Definition 1 (Universal a priori distribution). Let $U$ be a universal monotone Turing machine and $P_{u}$ be the uniform distribution on infinite binary codes. The universal a priori probability that a history starts with $x \in B^{*}$ is defined as

M (x) := P_{u} ({s \in B^{\infty} ∣ x ⪯ U (s)}) .

I invite you to pause for a moment about what a profound perspective shift this is compared to the historical puzzlement I emphasized in the introduction: When incorrectly assuming that our history $x$ is sampled uniformly, we cannot predict the future, as the skeptical views expressed by Empiricus, Descartes, and Hume make clear. However, the universal a priori distribution $M$ does not assume a uniformly sampled history. Instead, it assumes a uniformly sampled code, from which the history is generated with the fixed, deterministic universal monotone Turing machine $U$ . In other words, we take our universe to have a uniformly sampled description instead of history.

Should we expect any regularities in the histories $x$ sampled from $M$ ? And if so, does this regularity give us a hint about how to predict sequence continuations in our actual universe? These questions are answered in the next two sections.

$M$ is a universal mixture distribution

We now state and prove an equivalent description of the universal a priori distribution $M$ , which will show that $M$ has some simplicity-weighting. Intuitively, it it will turn out that sampling histories from $M$ is as if you were to first sample "probabilistic physical laws" in a way that obeys Occam's razor, and then use those laws to sample the history.
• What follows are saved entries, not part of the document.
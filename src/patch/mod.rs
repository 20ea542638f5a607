//! Patch files
//!
//! - [`locator`] - choose the patch file for a chip
//! - [`record`] - classify and decode patch-file lines

pub mod locator;
pub mod record;

pub use locator::PatchLocator;
pub use record::{parse_line, PatchCommand, PatchReader, RecordKind};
Lower semicomputable semimeasures

We formalize "probabilistic physical laws" by the notion of a semimeasure:

Definition 2 ((Lower semicomputable) semimeasure). A semimeasure is a function $ν : B^{*} \to [0, 1]$ with $ν (ϵ) = 1$ ^[4] and $ν (x) \geq ν (x 0) + ν (x 1)$ for all $x \in B^{*}$ , where $ϵ \in B^{*}$ is the empty binary string. $ν$ is called lower semicomputable if it can be computably approximated from below; This means there is an algorithm which, on input $x$ , produces progressively better approximations of $ν (x)$ from below. I abbreviate "lower semicomputable semimeasure" with LSCSM from now on.

For a LSCSM $ν$ , $ν (x)$ is interpreted as the probability, under $ν$ , that an infinite sequence starts with $x$ . We can have $ν (x) > ν (x 0) + ν (x 1)$ since the sequence may not continue after starting with $x$ . This is akin to the possibilities that the universe can end at any moment.

As an aside, LSCSMs also include deterministic sequences: Let $s \in B^{\infty}$ be a fixed sequence that can be generated by a computer program. Define $ν (x) = 1$ for all prefixes $x$ of $s$ , and $ν (x) = 0$ , else. Then for a given $x$ , we can compute $ν (x)$ by computing $s$ and determining whether $x$ is a prefix. This shows that $ν$ is an LSCSM that generates the sequence $s$ .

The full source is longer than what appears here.